Dataset entries:
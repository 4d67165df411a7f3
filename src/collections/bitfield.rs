//! Sliding sequence-number window.
//!
//! A fixed-width bit vector that remembers which of the last `RANGE`
//! sequence numbers have been received from a neighbor. Bit 0 is always the
//! most recent sequence number (the reference position); higher bits are
//! older. Moving the reference forward shifts the whole window towards the
//! high end and drops whatever falls off it.
//!
//! # Sequence arithmetic
//!
//! Sequence numbers are 16 bit and wrap. Every comparison goes through
//! [`seq_diff`], which interprets `curr - last` as a signed 16-bit value.
//! A packet is therefore "newer" when it is at most 32767 numbers ahead of
//! the reference, regardless of wraparound.

/// Bits per storage word.
pub const WORD_BITS: usize = 32;

/// Signed distance from `last` to `curr` in the 16-bit sequence space.
///
/// Positive values mean `curr` is newer than `last`.
pub fn seq_diff(curr: u16, last: u16) -> i32 {
    curr.wrapping_sub(last) as i16 as i32
}

/// Window over the last `WORDS * 32` sequence numbers.
#[derive(Debug, Clone, Copy, PartialEq, Eq)]
pub struct SeqWindow<const WORDS: usize> {
    words: [u32; WORDS],
}

/// The 64-entry window used for link-quality accounting.
pub type LinkWindow = SeqWindow<2>;

impl<const WORDS: usize> Default for SeqWindow<WORDS> {
    fn default() -> Self {
        Self::new()
    }
}

impl<const WORDS: usize> SeqWindow<WORDS> {
    /// Number of sequence numbers the window covers.
    pub const RANGE: i32 = (WORDS * WORD_BITS) as i32;

    /// Empty window.
    pub const fn new() -> Self {
        Self { words: [0; WORDS] }
    }

    /// Set the bit `bit` positions behind the reference.
    ///
    /// Offsets outside `0..RANGE` are too old (or invalid) and are ignored.
    pub fn mark(&mut self, bit: i32) {
        if bit < 0 || bit >= Self::RANGE {
            return;
        }
        let bit = bit as usize;
        self.words[bit / WORD_BITS] |= 1 << (bit % WORD_BITS);
    }

    /// Whether the bit `bit` positions behind the reference is set.
    pub fn is_set(&self, bit: i32) -> bool {
        if bit < 0 || bit >= Self::RANGE {
            return false;
        }
        let bit = bit as usize;
        self.words[bit / WORD_BITS] & (1 << (bit % WORD_BITS)) != 0
    }

    /// Move the reference forward by `n` sequence numbers.
    ///
    /// Bits move towards the old end, crossing word boundaries in order.
    /// `n <= 0` leaves the window untouched; `n >= RANGE` empties it.
    pub fn shift(&mut self, n: i32) {
        if n <= 0 {
            return;
        }
        if n >= Self::RANGE {
            self.clear();
            return;
        }

        let n = n as usize;
        let word_num = n / WORD_BITS;
        let word_offset = n % WORD_BITS;

        // Walk from the oldest word down so sources are read before they are
        // overwritten.
        for i in (0..WORDS).rev() {
            if i < word_num {
                self.words[i] = 0;
                continue;
            }
            let src = i - word_num;
            let mut word = self.words[src] << word_offset;
            if word_offset != 0 && src > 0 {
                word |= self.words[src - 1] >> (WORD_BITS - word_offset);
            }
            self.words[i] = word;
        }
    }

    /// Clear every bit.
    pub fn clear(&mut self) {
        self.words = [0; WORDS];
    }

    /// Number of set bits, i.e. how many of the last `RANGE` sequence
    /// numbers were received.
    pub fn popcount(&self) -> u32 {
        let mut count = 0;
        for &word in &self.words {
            let mut w = word;
            // Kernighan: each iteration clears the lowest set bit.
            while w != 0 {
                w &= w - 1;
                count += 1;
            }
        }
        count
    }

    /// Classify a received sequence number by its distance from the
    /// current reference and update the window accordingly.
    ///
    /// Returns `true` when the packet is new (the reference moved or was
    /// reset), `false` when it is old but still inside the window. With
    /// `mark` unset the window is only moved, which is how competing
    /// neighbor records are kept aligned to the same reference.
    pub fn record(&mut self, seq_diff: i32, mark: bool) -> bool {
        if seq_diff <= 0 && seq_diff >= -Self::RANGE {
            if mark {
                self.mark(-seq_diff);
            }
            return false;
        }

        if seq_diff > Self::RANGE || seq_diff < -Self::RANGE {
            if seq_diff > Self::RANGE {
                tracing::trace!(gap = seq_diff, "large sequence gap, resetting window");
            } else {
                tracing::trace!(gap = seq_diff, "sender probably restarted, resetting window");
            }
            self.clear();
            if mark {
                self.mark(0);
            }
        } else {
            self.shift(seq_diff);
            if mark {
                self.mark(0);
            }
        }
        true
    }

    /// Whether `curr_seqno` was already received, given that the window's
    /// reference is `last_seqno`.
    pub fn bit_status(&self, last_seqno: u16, curr_seqno: u16) -> bool {
        let diff = seq_diff(last_seqno, curr_seqno);
        if diff < 0 || diff >= Self::RANGE {
            return false;
        }
        self.is_set(diff)
    }
}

> _What to do_
Top to bottom, set down the entries above word for word.

> _Task solution_
repository 4d67165df411a7f3
filename src/collections/bitfield.rs
//! Sliding sequence-number window.
//!
//! A fixed-width bit vector that remembers which of the last `RANGE`
//! sequence numbers have been received from a neighbor. Bit 0 is always the
//! most recent sequence number (the reference position); higher bits are
//! older. Moving the reference forward shifts the whole window towards the
//! high end and drops whatever falls off it.
//!
//! # Sequence arithmetic
//!
//! Sequence numbers are 16 bit and wrap. Every comparison goes through
//! [`seq_diff`], which interprets `curr - last` as a signed 16-bit value.
//! A packet is therefore "newer" when it is at most 32767 numbers ahead of
//! the reference, regardless of wraparound.

/// Bits per storage word.
pub const WORD_BITS: usize = 32;

/// Signed distance from `last` to `curr` in the 16-bit sequence space.
///
/// Positive values mean `curr` is newer than `last`.
pub fn seq_diff(curr: u16, last: u16) -> i32 {
    curr.wrapping_sub(last) as i16 as i32
}

/// Window over the last `WORDS * 32` sequence numbers.
#[derive(Debug, Clone, Copy, PartialEq, Eq)]
pub struct SeqWindow<const WORDS: usize> {
    words: [u32; WORDS],
}

/// The 64-entry window used for link-quality accounting.
pub type LinkWindow = SeqWindow<2>;

impl<const WORDS: usize> Default for SeqWindow<WORDS> {
    fn default() -> Self {
        Self::new()
    }
}

impl<const WORDS: usize> SeqWindow<WORDS> {
    /// Number of sequence numbers the window covers.
    pub const RANGE: i32 = (WORDS * WORD_BITS) as i32;

    /// Empty window.
    pub const fn new() -> Self {
        Self { words: [0; WORDS] }
    }

    /// Set the bit `bit` positions behind the reference.
    ///
    /// Offsets outside `0..RANGE` are too old (or invalid) and are ignored.
    pub fn mark(&mut self, bit: i32) {
        if bit < 0 || bit >= Self::RANGE {
            return;
        }
        let bit = bit as usize;
        self.words[bit / WORD_BITS] |= 1 << (bit % WORD_BITS);
    }

    /// Whether the bit `bit` positions behind the reference is set.
    pub fn is_set(&self, bit: i32) -> bool {
        if bit < 0 || bit >= Self::RANGE {
            return false;
        }
        let bit = bit as usize;
        self.words[bit / WORD_BITS] & (1 << (bit % WORD_BITS)) != 0
    }

    /// Move the reference forward by `n` sequence numbers.
    ///
    /// Bits move towards the old end, crossing word boundaries in order.
    /// `n <= 0` leaves the window untouched; `n >= RANGE` empties it.
    pub fn shift(&mut self, n: i32) {
        if n <= 0 {
            return;
        }
        if n >= Self::RANGE {
            self.clear();
            return;
        }

        let n = n as usize;
        let word_num = n / WORD_BITS;
        let word_offset = n % WORD_BITS;

        // Walk from the oldest word down so sources are read before they are
        // overwritten.
        for i in (0..WORDS).rev() {
            if i < word_num {
                self.words[i] = 0;
                continue;
            }
            let src = i - word_num;
            let mut word = self.words[src] << word_offset;
            if word_offset != 0 && src > 0 {
                word |= self.words[src - 1] >> (WORD_BITS - word_offset);
            }
            self.words[i] = word;
        }
    }

    /// Clear every bit.
    pub fn clear(&mut self) {
        self.words = [0; WORDS];
    }

    /// Number of set bits, i.e. how many of the last `RANGE` sequence
    /// numbers were received.
    pub fn popcount(&self) -> u32 {
        let mut count = 0;
        for &word in &self.words {
            let mut w = word;
            // Kernighan: each iteration clears the lowest set bit.
            while w != 0 {
                w &= w - 1;
                count += 1;
            }
        }
        count
    }

    /// Classify a received sequence number by its distance from the
    /// current reference and update the window accordingly.
    ///
    /// Returns `true` when the packet is new (the reference moved or was
    /// reset), `false` when it is old but still inside the window. With
    /// `mark` unset the window is only moved, which is how competing
    /// neighbor records are kept aligned to the same reference.
    pub fn record(&mut self, seq_diff: i32, mark: bool) -> bool {
        if seq_diff <= 0 && seq_diff >= -Self::RANGE {
            if mark {
                self.mark(-seq_diff);
            }
            return false;
        }

        if seq_diff > Self::RANGE || seq_diff < -Self::RANGE {
            if seq_diff > Self::RANGE {
                tracing::trace!(gap = seq_diff, "large sequence gap, resetting window");
            } else {
                tracing::trace!(gap = seq_diff, "sender probably restarted, resetting window");
            }
            self.clear();
            if mark {
                self.mark(0);
            }
        } else {
            self.shift(seq_diff);
            if mark {
                self.mark(0);
            }
        }
        true
    }

    /// Whether `curr_seqno` was already received, given that the window's
    /// reference is `last_seqno`.
    pub fn bit_status(&self, last_seqno: u16, curr_seqno: u16) -> bool {
        let diff = seq_diff(last_seqno, curr_seqno);
        if diff < 0 || diff >= Self::RANGE {
            return false;
        }
        self.is_set(diff)
    }
}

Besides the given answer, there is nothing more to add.